1. Field
The present disclosure relates generally to imaging systems and more particularly to imaging systems for use in nuclear medicine.
2. Description of Related Art
In a nuclear medicine imaging apparatus, a gamma or scintillation camera can obtain either planar images or Single Photon Emission Computed Tomography (SPECT) images, a collimator is mounted to the face of the imaging apparatus. The collimator is constructed of a dense, high-atomic-number material, such as lead. The material is bored with numerous tiny straight holes that allow radiation (e.g., gamma rays) to pass through. If the radiation is not traveling along the path of the hole, then the material absorbs it and it will not reach a detector of the nuclear imaging apparatus. The collimator thus collimates radiation before the radiation strikes a detector scintillation crystal. The radiation can be emitted from a distributed source (e.g., a radiopharmaceutical or radioisotope chosen for its affinity for a particular organ, tissue or region of the body) within a patient.
FIG. 2 is a block diagram of an exemplary SPECT or planar imaging apparatus. A radiation source 302 within an object to be imaged 304 (e.g., human body part) emits gamma photons that emanate from the object 304, pass through the collimator 308, and are captured by a scintillation detector 306, usually a large flat crystal of sodium iodide with thallium doping in a light-sealed housing, that converts the detected radiation into spatial incidence information. The system accumulates counts of gamma photons that are absorbed by the crystal in the detector 306. The crystal scintillates (i.e. emits low energy photons from the visible spectrum) in response to incident gamma radiation. An array of photomultiplier tubes (PMT) behind the crystal detects these fluorescent flashes and converts them into electrical signals. A computer 310 processes the electrical signals to determine energy and location of the incident photons and stores that incidence information along with other relevant information as the projection data. The computer 310 can then also display the projection data as two dimensional images of the relative spatial count density or distribution for each acquired view on a monitor. These images then reflect the distribution and relative concentration of radioactive tracer elements present in the organs and tissues imaged. The individual two-dimensional images are also referred to as planar images because the depth information has been lost as they are taken from only one angle. The computer can then use projection data from a number of different viewing angles to reconstruct the volumetric (3d or 4d) distribution of the injected radioisotope, essentially restoring the lost depth information from the planar views by processing the plurality of planar views which have to fulfill certain tomographic criteria. This process is also called tomographic reconstruction.

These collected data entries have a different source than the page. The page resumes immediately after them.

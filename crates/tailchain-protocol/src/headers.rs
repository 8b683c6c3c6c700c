//! Header names carrying entry fields.

use hyper::header::HeaderName;

/// Hex hash of the preceding entry; omitted at height 0.
pub const X_PREV_HASH: HeaderName = HeaderName::from_static("x-prev-hash");
/// Hex hash of the following entry; omitted at the tip.
pub const X_NEXT_HASH: HeaderName = HeaderName::from_static("x-next-hash");
/// Hex hash of the entry itself.
pub const X_HASH: HeaderName = HeaderName::from_static("x-hash");
/// Decimal height.
pub const X_BLOCK: HeaderName = HeaderName::from_static("x-block");
/// `<unix-seconds>:<nanoseconds>`.
pub const X_DATE: HeaderName = HeaderName::from_static("x-date");
/// Hex digest of the body.
pub const X_CONTENT_HASH: HeaderName = HeaderName::from_static("x-content-hash");
/// Hex signature over the entry hash.
pub const X_SIGN: HeaderName = HeaderName::from_static("x-sign");
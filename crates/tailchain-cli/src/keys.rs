use std::path::{Path, PathBuf};

use anyhow::{bail, Context};
use tailchain_crypto::{SigningKey, VerifyingKey};

const KEY_LEN: usize = 32;

/// `<prefix>.pub`
pub fn public_path(prefix: &Path) -> PathBuf {
    let mut name = prefix.as_os_str().to_os_string();
    name.push(".pub");
    PathBuf::from(name)
}

/// Generate a key pair, writing the secret to `prefix` and the public key
/// to `<prefix>.pub`. Both files hold one line of lowercase hex.
pub fn generate(prefix: &Path) -> anyhow::Result<(SigningKey, PathBuf)> {
    let key = SigningKey::generate();
    let public = public_path(prefix);
    write_secret(prefix, &format!("{}\n", hex::encode(key.as_bytes())))?;
    std::fs::write(&public, format!("{}\n", hex::encode(key.verifying_key().as_bytes())))
        .with_context(|| format!("writing {}", public.display()))?;
    Ok((key, public))
}

pub fn load_signing_key(path: &Path) -> anyhow::Result<SigningKey> {
    Ok(SigningKey::from_bytes(read_key(path)?))
}

pub fn load_verifying_key(path: &Path) -> anyhow::Result<VerifyingKey> {
    VerifyingKey::from_bytes(read_key(path)?)
        .with_context(|| format!("{} is not an Ed25519 public key", path.display()))
}

fn read_key(path: &Path) -> anyhow::Result<[u8; KEY_LEN]> {
    let text = std::fs::read_to_string(path)
        .with_context(|| format!("reading key {}", path.display()))?;
    let bytes = hex::decode(text.trim())
        .with_context(|| format!("{} does not hold a hex key", path.display()))?;
    match <[u8; KEY_LEN]>::try_from(bytes.as_slice()) {
        Ok(key) => Ok(key),
        Err(_) => bail!(
            "{} holds {} bytes, expected {KEY_LEN}",
            path.display(),
            bytes.len()
        ),
    }
}

#[cfg(unix)]
fn write_secret(path: &Path, contents: &str) -> anyhow::Result<()> {
    use std::io::Write;
    use std::os::unix::fs::OpenOptionsExt;

    let mut file = std::fs::OpenOptions::new()
        .write(true)
        .create(true)
        .truncate(true)
        .mode(0o600)
        .open(path)
        .with_context(|| format!("writing {}", path.display()))?;
    file.write_all(contents.as_bytes())?;
    Ok(())
}

#[cfg(not(unix))]
fn write_secret(path: &Path, contents: &str) -> anyhow::Result<()> {
    std::fs::write(path, contents).with_context(|| format!("writing {}", path.display()))
}

#[cfg(test)]
mod tests {
    use super::*;

    #[test]
    fn generated_pair_loads_back() {
        let dir = tempfile::tempdir().unwrap();
        let prefix = dir.path().join("chain");
        let (key, public) = generate(&prefix).unwrap();
        assert_eq!(public, dir.path().join("chain.pub"));

        let secret = load_signing_key(&prefix).unwrap();
        assert_eq!(secret.as_bytes(), key.as_bytes());
        let verifying = load_verifying_key(&public).unwrap();
        assert!(verifying == key.verifying_key());

        let signature = secret.sign(b"payload");
        assert!(verifying.verify(b"payload", &signature).is_ok());
    }

    #[test]
    fn public_path_appends_suffix() {
        assert_eq!(public_path(Path::new("keys/a.key")), PathBuf::from("keys/a.key.pub"));
    }

    #[test]
    fn rejects_short_and_non_hex_keys() {
        let dir = tempfile::tempdir().unwrap();
        let short = dir.path().join("short");
        std::fs::write(&short, "abcd\n").unwrap();
        let err = load_signing_key(&short).unwrap_err();
        assert!(err.to_string().contains("expected 32"));

        let garbage = dir.path().join("garbage");
        std::fs::write(&garbage, "not hex at all").unwrap();
        assert!(load_verifying_key(&garbage).is_err());
    }

    #[test]
    fn missing_file_reports_path() {
        let err = load_signing_key(Path::new("/nonexistent/tailchain.key")).unwrap_err();
        assert!(err.to_string().contains("/nonexistent/tailchain.key"));
    }

    #[cfg(unix)]
    #[test]
    fn secret_is_owner_only() {
        use std::os::unix::fs::PermissionsExt;
        let dir = tempfile::tempdir().unwrap();
        let prefix = dir.path().join("chain");
        generate(&prefix).unwrap();
        let mode = std::fs::metadata(&prefix).unwrap().permissions().mode();
        assert_eq!(mode & 0o777, 0o600);
    }
}
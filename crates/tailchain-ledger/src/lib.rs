//! Append-only hash-chain ledger for tailchain.
//!
//! This crate is the heart of tailchain. It provides:
//! - [`Entry`] records whose identity is a digest over their own header and
//!   their predecessor's hash
//! - [`LedgerStore`], the in-memory owner of the chain: signed or verified
//!   appends, O(1) lookup by hash, and blocking tail reads
//! - [`ChainValidator`] for re-auditing a whole chain

pub mod entry;
pub mod error;
pub mod store;
pub mod validation;

pub use entry::{Entry, EntryHeader};
pub use error::{LedgerError, LedgerResult};
pub use store::{LedgerStore, LedgerStoreBuilder, LinkedEntry};
pub use validation::ChainValidator;
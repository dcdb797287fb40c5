//! Scroll position, visible range and pagination triggering.

use crate::config::ScreenConfig;
use crate::rect::{size, Rect, Size};
use cgmath::Point2;
use core::ops::Range;
use tracing::{debug, trace};

/// The first visible row and its distance from the top of the viewport.
#[derive(Debug, Clone, Copy, PartialEq)]
pub struct Anchor {
    pub index: usize,
    /// `row top - scroll offset`; negative if the row is partly scrolled out.
    pub delta: f64,
}

/// Tracks the scroll offset over a column of rows.
///
/// Row frames are stacked top to bottom starting at zero; the viewport spans
/// `offset..offset + height`.
#[derive(Debug, Clone)]
pub struct Viewport {
    frames: Vec<Rect>,
    offset: f64,
    size: Size,
    look_ahead: f64,
    pagination_threshold: usize,
    paginating: bool,
}

impl Viewport {
    pub fn new(config: &ScreenConfig) -> Viewport {
        Viewport {
            frames: Vec::new(),
            offset: 0.,
            size: size(config.initial_width, config.viewport_height),
            look_ahead: config.look_ahead.max(0.),
            pagination_threshold: config.pagination_threshold,
            paginating: false,
        }
    }

    /// Replaces the row heights. The offset is clamped to the new content.
    pub fn set_heights(&mut self, heights: &[f64]) {
        let width = self.size.x;
        let mut y = 0.;
        self.frames.clear();
        self.frames.extend(heights.iter().map(|height| {
            let frame = Rect::new(Point2::new(0., y), size(width, height.max(0.)));
            y = frame.max_y();
            frame
        }));
        self.offset = self.clamp(self.offset);
    }

    pub fn len(&self) -> usize {
        self.frames.len()
    }

    pub fn is_empty(&self) -> bool {
        self.frames.is_empty()
    }

    pub fn content_height(&self) -> f64 {
        self.frames.last().map_or(0., Rect::max_y)
    }

    pub fn offset(&self) -> f64 {
        self.offset
    }

    pub fn size(&self) -> Size {
        self.size
    }

    pub fn frame(&self, index: usize) -> Option<Rect> {
        self.frames.get(index).copied()
    }

    fn max_offset(&self) -> f64 {
        (self.content_height() - self.size.y).max(0.)
    }

    fn clamp(&self, offset: f64) -> f64 {
        if offset.is_nan() {
            return 0.;
        }
        offset.max(0.).min(self.max_offset())
    }

    /// Scrolls to an offset; returns the offset actually applied.
    pub fn on_scroll(&mut self, offset: f64) -> f64 {
        self.offset = self.clamp(offset);
        trace!(offset = self.offset, "scrolled");
        self.offset
    }

    /// Changes the container width. Returns true if it changed; row heights must be set again.
    pub fn on_container_resize(&mut self, width: f64) -> bool {
        if self.size.x == width {
            return false;
        }
        debug!(from = self.size.x, to = width, "container resized");
        self.size.x = width;
        true
    }

    pub fn set_viewport_height(&mut self, height: f64) {
        self.size.y = height.max(0.);
        self.offset = self.clamp(self.offset);
    }

    /// Rows overlapping `top..bottom`, in the sense of [`Rect::overlaps_span`].
    fn range_in(&self, top: f64, bottom: f64) -> Range<usize> {
        let start = self.frames.partition_point(|frame| {
            frame.max_y() < top || (frame.max_y() == top && frame.size.y > 0.)
        });
        let end = self.frames.partition_point(|frame| frame.min_y() < bottom);
        start..end.max(start)
    }

    /// Rows at least partly inside the viewport.
    pub fn visible_range(&self) -> Range<usize> {
        self.range_in(self.offset, self.offset + self.size.y)
    }

    /// Rows that must have live instances: the visible range extended by the look-ahead
    /// distance on both edges.
    pub fn render_range(&self) -> Range<usize> {
        self.range_in(
            self.offset - self.look_ahead,
            self.offset + self.size.y + self.look_ahead,
        )
    }

    pub fn is_visible(&self, index: usize) -> bool {
        self.frames
            .get(index)
            .map_or(false, |frame| frame.overlaps_span(self.offset, self.offset + self.size.y))
    }

    /// Scrolls so that a row's top edge is at the top of the viewport, as far as the content
    /// allows. Returns the new offset.
    pub fn scroll_to(&mut self, index: usize) -> Option<f64> {
        let frame = self.frames.get(index)?;
        Some(self.on_scroll(frame.min_y()))
    }

    /// The first visible row, for keeping it in place across a change of content.
    pub fn anchor(&self) -> Option<Anchor> {
        let index = self.visible_range().start;
        let frame = self.frames.get(index)?;
        Some(Anchor {
            index,
            delta: frame.min_y() - self.offset,
        })
    }

    /// Scrolls so that the row now at `index` is at the same distance from the top as the
    /// anchored row was.
    pub fn restore(&mut self, index: usize, delta: f64) {
        if let Some(frame) = self.frames.get(index) {
            self.offset = self.clamp(frame.min_y() - delta);
        }
    }

    pub fn is_paginating(&self) -> bool {
        self.paginating
    }

    /// Whether to ask for more content.
    ///
    /// True once the trailing edge of the visible range comes within the pagination threshold
    /// of the last loaded row while more content exists. After returning true, returns false
    /// until [`pagination_finished`](Self::pagination_finished) is called.
    pub fn check_pagination(&mut self, has_more: bool) -> bool {
        if self.paginating || !has_more {
            return false;
        }
        let trailing = self.visible_range().end;
        if trailing.saturating_add(self.pagination_threshold) < self.frames.len() {
            return false;
        }
        debug!(trailing, len = self.frames.len(), "requesting pagination");
        self.paginating = true;
        true
    }

    pub fn pagination_finished(&mut self) {
        self.paginating = false;
    }
}

#[cfg(test)]
mod tests {
    use super::*;

    fn viewport(rows: usize) -> Viewport {
        let config = ScreenConfig::default()
            .with_viewport(100., 100.)
            .with_look_ahead(20.)
            .with_pagination_threshold(2);
        let mut viewport = Viewport::new(&config);
        viewport.set_heights(&vec![10.; rows]);
        viewport
    }

    #[test]
    fn test_visible_and_render_ranges() {
        let mut viewport = viewport(50);
        assert_eq!(viewport.content_height(), 500.);
        assert_eq!(viewport.visible_range(), 0..10);
        assert_eq!(viewport.render_range(), 0..12);

        viewport.on_scroll(105.);
        assert_eq!(viewport.visible_range(), 10..21);
        assert_eq!(viewport.render_range(), 8..23);
        assert!(viewport.is_visible(10));
        assert!(!viewport.is_visible(9));
    }

    #[test]
    fn test_scroll_is_clamped_to_content() {
        let mut viewport = viewport(15);
        assert_eq!(viewport.on_scroll(-4.), 0.);
        assert_eq!(viewport.on_scroll(1000.), 50.);
        viewport.set_heights(&[10.; 5]);
        assert_eq!(viewport.offset(), 0.);
        assert_eq!(viewport.visible_range(), 0..5);
    }

    #[test]
    fn test_empty_viewport() {
        let viewport = viewport(0);
        assert!(viewport.is_empty());
        assert_eq!(viewport.visible_range(), 0..0);
        assert_eq!(viewport.anchor(), None);
    }

    #[test]
    fn test_scroll_to_item() {
        let mut viewport = viewport(50);
        assert_eq!(viewport.scroll_to(20), Some(200.));
        assert_eq!(viewport.visible_range().start, 20);
        assert_eq!(viewport.scroll_to(49), Some(400.));
        assert_eq!(viewport.scroll_to(50), None);
    }

    #[test]
    fn test_anchor_survives_content_above() {
        let mut viewport = viewport(50);
        viewport.on_scroll(205.);
        let anchor = viewport.anchor().unwrap();
        assert_eq!(anchor, Anchor { index: 20, delta: -5. });

        // three rows inserted above
        viewport.set_heights(&[10.; 53]);
        viewport.restore(anchor.index + 3, anchor.delta);
        assert_eq!(viewport.offset(), 235.);
        assert_eq!(viewport.visible_range().start, 23);
    }

    #[test]
    fn test_pagination_fires_once_while_in_flight() {
        let mut viewport = viewport(20);
        assert!(!viewport.check_pagination(true), "far from the end");

        viewport.on_scroll(80.);
        assert_eq!(viewport.visible_range(), 8..18);
        assert!(viewport.check_pagination(true));
        for offset in [81., 90., 95., 100.] {
            viewport.on_scroll(offset);
            assert!(!viewport.check_pagination(true));
        }

        viewport.pagination_finished();
        assert!(viewport.check_pagination(true));
    }

    #[test]
    fn test_no_pagination_without_more_content() {
        let mut viewport = viewport(3);
        assert!(!viewport.check_pagination(false));
        assert!(viewport.check_pagination(true));
    }

    #[test]
    fn test_huge_pagination_threshold_always_paginates() {
        let config = ScreenConfig::default()
            .with_viewport(100., 100.)
            .with_pagination_threshold(usize::MAX);
        let mut viewport = Viewport::new(&config);
        viewport.set_heights(&[10.; 50]);
        assert_eq!(viewport.visible_range(), 0..10);
        assert!(viewport.check_pagination(true));
    }

    #[test]
    fn test_resize() {
        let mut viewport = viewport(3);
        assert!(!viewport.on_container_resize(100.));
        assert!(viewport.on_container_resize(200.));
        viewport.set_heights(&[10.; 3]);
        assert_eq!(viewport.frame(0).unwrap().size, size(200., 10.));

        viewport.set_viewport_height(15.);
        viewport.on_scroll(100.);
        assert_eq!(viewport.offset(), 15.);
        assert_eq!(viewport.visible_range(), 1..3);
    }
}
//! Reconciliation of two view model snapshots.
//!
//! Items are matched by identity, irrespective of position. The resulting [`EditScript`] is meant
//! to be applied in order, each index referring to the sequence as it is *at that step*:
//!
//! 1. removals, back to front;
//! 2. moves, placing every item outside the longest run that is already in order;
//! 3. insertions, front to back;
//! 4. in-place updates, at their final indices.
//!
//! If an identity occurs more than once in a sequence, only its first occurrence takes part in
//! matching. Later occurrences in the old sequence are removed and later occurrences in the new
//! sequence are inserted as distinct rows (and reported as [`Duplicate`]s).

use crate::error::InvariantViolation;
use crate::view_model::{ItemId, ItemModel, ViewModel};
use std::collections::{HashMap, HashSet};

/// A single structural change.
#[derive(Debug, Clone, PartialEq)]
pub enum Edit {
    /// Removes the item at the index.
    Remove(usize),
    /// Removes the item at `.0` and re-inserts it so that it ends up at `.1`.
    Move(usize, usize),
    /// Inserts a new item at the index.
    Insert(usize, ItemModel),
    /// Replaces the item at the index with a new model of the same identity.
    Update(usize, ItemModel),
}

/// An ordered list of edits.
#[derive(Debug, Clone, Default, PartialEq)]
pub struct EditScript {
    edits: Vec<Edit>,
}

impl EditScript {
    pub fn new(edits: Vec<Edit>) -> EditScript {
        EditScript { edits }
    }

    pub fn is_empty(&self) -> bool {
        self.edits.is_empty()
    }

    pub fn len(&self) -> usize {
        self.edits.len()
    }

    pub fn iter(&self) -> std::slice::Iter<'_, Edit> {
        self.edits.iter()
    }

    /// Checks that every index is in range for a sequence that starts out with `len` items.
    ///
    /// Returns the length of the sequence after the script has been applied.
    pub fn validate(&self, mut len: usize) -> Result<usize, InvariantViolation> {
        for (n, edit) in self.edits.iter().enumerate() {
            let check = |index: usize, bound: usize| {
                if index < bound {
                    Ok(())
                } else {
                    Err(InvariantViolation::IndexOutOfRange {
                        edit: n,
                        index,
                        len,
                    })
                }
            };
            match edit {
                Edit::Remove(index) => {
                    check(*index, len)?;
                    len -= 1;
                }
                Edit::Move(from, to) => {
                    check(*from, len)?;
                    check(*to, len)?;
                }
                Edit::Insert(index, _) => {
                    check(*index, len + 1)?;
                    len += 1;
                }
                Edit::Update(index, _) => check(*index, len)?,
            }
        }
        Ok(len)
    }

    /// Applies the script to a sequence.
    ///
    /// On error the sequence is left partially edited; apply to a copy if that matters.
    pub fn apply(&self, items: &mut Vec<ItemModel>) -> Result<(), InvariantViolation> {
        for (n, edit) in self.edits.iter().enumerate() {
            let len = items.len();
            let check = |index: usize, bound: usize| {
                if index < bound {
                    Ok(())
                } else {
                    Err(InvariantViolation::IndexOutOfRange {
                        edit: n,
                        index,
                        len,
                    })
                }
            };
            match edit {
                Edit::Remove(index) => {
                    check(*index, len)?;
                    items.remove(*index);
                }
                Edit::Move(from, to) => {
                    check(*from, len)?;
                    check(*to, len)?;
                    let item = items.remove(*from);
                    items.insert(*to, item);
                }
                Edit::Insert(index, item) => {
                    check(*index, len + 1)?;
                    items.insert(*index, item.clone());
                }
                Edit::Update(index, item) => {
                    check(*index, len)?;
                    if items[*index].id() != item.id() {
                        return Err(InvariantViolation::IdentityMismatch {
                            index: *index,
                            expected: items[*index].id().clone(),
                            found: item.id().clone(),
                        });
                    }
                    items[*index] = item.clone();
                }
            }
        }
        Ok(())
    }
}

impl<'a> IntoIterator for &'a EditScript {
    type Item = &'a Edit;
    type IntoIter = std::slice::Iter<'a, Edit>;

    fn into_iter(self) -> Self::IntoIter {
        self.edits.iter()
    }
}

/// A repeated identity found in the new sequence.
#[derive(Debug, Clone, PartialEq, Eq)]
pub struct Duplicate {
    pub id: ItemId,
    /// Index of the repeated occurrence in the new sequence.
    pub index: usize,
}

/// The result of diffing two item sequences.
#[derive(Debug, Clone, Default, PartialEq)]
pub struct SequenceDiff {
    pub script: EditScript,
    pub duplicates: Vec<Duplicate>,
}

/// A change to a single-slot model (header or overlay).
#[derive(Debug, Clone, PartialEq)]
pub enum SlotEdit {
    Insert(ItemModel),
    Remove,
    Update(ItemModel),
}

/// The result of diffing two view models.
#[derive(Debug, Clone, Default, PartialEq)]
pub struct ViewModelDiff {
    pub items: SequenceDiff,
    pub header: Option<SlotEdit>,
    pub overlay: Option<SlotEdit>,
}

impl ViewModelDiff {
    /// True if nothing on screen needs to change.
    pub fn is_empty(&self) -> bool {
        self.items.script.is_empty() && self.header.is_none() && self.overlay.is_none()
    }
}

/// Diffs two view models: the item sequences and the header and overlay slots.
pub fn diff_view_models(old: &ViewModel, new: &ViewModel) -> ViewModelDiff {
    ViewModelDiff {
        items: compute_edits(old.items(), new.items()),
        header: diff_slot(old.header(), new.header()),
        overlay: diff_slot(old.overlay(), new.overlay()),
    }
}

/// Diffs a single-slot model.
pub fn diff_slot(old: Option<&ItemModel>, new: Option<&ItemModel>) -> Option<SlotEdit> {
    match (old, new) {
        (None, None) => None,
        (Some(_), None) => Some(SlotEdit::Remove),
        (None, Some(new)) => Some(SlotEdit::Insert(new.clone())),
        (Some(old), Some(new)) if old == new => None,
        (Some(_), Some(new)) => Some(SlotEdit::Update(new.clone())),
    }
}

/// Computes the edits that turn `old` into `new`.
///
/// Pure and deterministic; runs in O(n log n).
pub fn compute_edits(old: &[ItemModel], new: &[ItemModel]) -> SequenceDiff {
    // first occurrence of each identity
    let mut old_index = HashMap::with_capacity(old.len());
    for (i, item) in old.iter().enumerate() {
        old_index.entry(item.id()).or_insert(i);
    }

    let mut duplicates = Vec::new();
    let mut seen = HashSet::with_capacity(new.len());
    let mut old_matched = vec![false; old.len()];
    // new index -> matched old index
    let mut matches = Vec::with_capacity(new.len());

    for (i, item) in new.iter().enumerate() {
        if !seen.insert(item.id()) {
            duplicates.push(Duplicate {
                id: item.id().clone(),
                index: i,
            });
            matches.push(None);
            continue;
        }
        let matched = old_index.get(item.id()).copied();
        if let Some(o) = matched {
            old_matched[o] = true;
        }
        matches.push(matched);
    }

    let mut edits = Vec::new();

    for (i, matched) in old_matched.iter().enumerate().rev() {
        if !matched {
            edits.push(Edit::Remove(i));
        }
    }

    // Survivors are ranked by their position among the matched items of the new sequence; after
    // the removals, `order` holds those ranks in their current on-screen order.
    let mut rank_of_old = vec![0; old.len()];
    let mut rank_count = 0;
    for o in matches.iter().flatten() {
        rank_of_old[*o] = rank_count;
        rank_count += 1;
    }
    let order: Vec<usize> = (0..old.len())
        .filter(|o| old_matched[*o])
        .map(|o| rank_of_old[o])
        .collect();

    // Items in the longest increasing run stay put. Every other item is moved, in rank order, to
    // sit directly after its predecessor, which leaves the survivors in new-sequence order.
    let stable = longest_increasing_run(&order);
    let layout = SlotLayout::new(&order, &stable);
    let mut occupied = Occupancy::new(layout.len);
    for rank in 0..rank_count {
        occupied.insert(layout.home[rank]);
    }
    for rank in 0..rank_count {
        if stable[rank] {
            continue;
        }
        let from = occupied.before(layout.home[rank]);
        occupied.remove(layout.home[rank]);
        let to = occupied.before(layout.target[rank]);
        occupied.insert(layout.target[rank]);
        if from != to {
            edits.push(Edit::Move(from, to));
        }
    }

    for (i, matched) in matches.iter().enumerate() {
        if matched.is_none() {
            edits.push(Edit::Insert(i, new[i].clone()));
        }
    }

    for (i, matched) in matches.iter().enumerate() {
        if let Some(o) = matched {
            if !old[*o].content_eq(&new[i]) {
                edits.push(Edit::Update(i, new[i].clone()));
            }
        }
    }

    SequenceDiff {
        script: EditScript::new(edits),
        duplicates,
    }
}

/// A fixed total order over every place a survivor can be during the move phase.
///
/// Each survivor has a home slot, where it sits before the moves. Every moved item also has a
/// target slot directly after its predecessor's final slot. Moved items only ever land right
/// after their predecessor, so runs of moved items following a stable item (or the front of the
/// list) are contiguous and the slot order stays consistent with the on-screen order throughout.
struct SlotLayout {
    home: Vec<usize>,
    target: Vec<usize>,
    len: usize,
}

impl SlotLayout {
    fn new(order: &[usize], stable: &[bool]) -> SlotLayout {
        let mut layout = SlotLayout {
            home: vec![0; order.len()],
            target: vec![0; order.len()],
            len: 0,
        };
        layout.place_run(0, stable);
        for rank in order {
            layout.home[*rank] = layout.len;
            layout.len += 1;
            if stable[*rank] {
                layout.target[*rank] = layout.home[*rank];
                layout.place_run(rank + 1, stable);
            }
        }
        layout
    }

    /// Gives consecutive target slots to the moved ranks starting at `rank`.
    fn place_run(&mut self, mut rank: usize, stable: &[bool]) {
        while rank < stable.len() && !stable[rank] {
            self.target[rank] = self.len;
            self.len += 1;
            rank += 1;
        }
    }
}

/// Which slots are occupied, as a Fenwick tree; turns a slot into an index in O(log n).
struct Occupancy {
    tree: Vec<usize>,
}

impl Occupancy {
    fn new(len: usize) -> Occupancy {
        Occupancy {
            tree: vec![0; len + 1],
        }
    }

    fn insert(&mut self, slot: usize) {
        let mut i = slot + 1;
        while i < self.tree.len() {
            self.tree[i] += 1;
            i += i & i.wrapping_neg();
        }
    }

    /// The slot must be occupied.
    fn remove(&mut self, slot: usize) {
        let mut i = slot + 1;
        while i < self.tree.len() {
            self.tree[i] -= 1;
            i += i & i.wrapping_neg();
        }
    }

    /// Number of occupied slots before `slot`.
    fn before(&self, slot: usize) -> usize {
        let mut i = slot;
        let mut count = 0;
        while i > 0 {
            count += self.tree[i];
            i -= i & i.wrapping_neg();
        }
        count
    }
}

/// Marks the members of one longest strictly increasing subsequence.
///
/// `seq` must be a permutation of `0..seq.len()`; the result is indexed by value.
fn longest_increasing_run(seq: &[usize]) -> Vec<bool> {
    let mut tails: Vec<usize> = Vec::new();
    let mut prev: Vec<Option<usize>> = vec![None; seq.len()];

    for (i, value) in seq.iter().enumerate() {
        let pos = tails.partition_point(|t| seq[*t] < *value);
        if pos > 0 {
            prev[i] = Some(tails[pos - 1]);
        }
        if pos == tails.len() {
            tails.push(i);
        } else {
            tails[pos] = i;
        }
    }

    let mut stable = vec![false; seq.len()];
    let mut cursor = tails.last().copied();
    while let Some(i) = cursor {
        stable[seq[i]] = true;
        cursor = prev[i];
    }
    stable
}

A non-parallel hole collimator, such as a variable focus collimator, can be designed to magnify a specific organ onto the detector face yet to avoid truncation of the surrounding body. The non-parallel hole collimator thus allows for gain in count sensitivity, as measured by the reduction in dose or acquisition time needed to complete the clinical task with the same clinical sensitivity and specificity. Typically the target organ has to be at some specific distance to be in focal area depending on the collimator design and desired magnification. This distance is to be maintained to achieve better performance, reduce acquisition time and reduce dose. The key properties of such a collimator design has to be that it changes magnification both when object-collimator distance is changed, and when an object is moved parallel to the collimator surface. A simple fan-beam collimator is not suitable to achieve such requirements.
The variable focal collimator is used in cardiac imaging where a single organ is examined within the field of view (FOV) of the detector. The image of the single organ has a more or less enlarged projection image depending on the collimator properties and distance to the object. This magnification could provide an increase in sensitivity, allowing for the reduction of acquisition time and/or dose. Current methods of Planar or SPECT imaging do not provide sufficiently sensitive results, particularly when scanning over a large area, such as an entire body in a scan of the skeletal system as it is done in oncology imaging. More sensitive results would result in more accurate diagnosis of pathology such as tumors. To obtain sensitive images, multiple scans can be made using the same or different imaging apparatuses, which can require a patient to move from one apparatus to another which causes delay, increases costs, is cumbersome, and has lower specificity and sensitivity. Additionally, the multiple apparatuses are not optimized and therefore still result in lower image quality.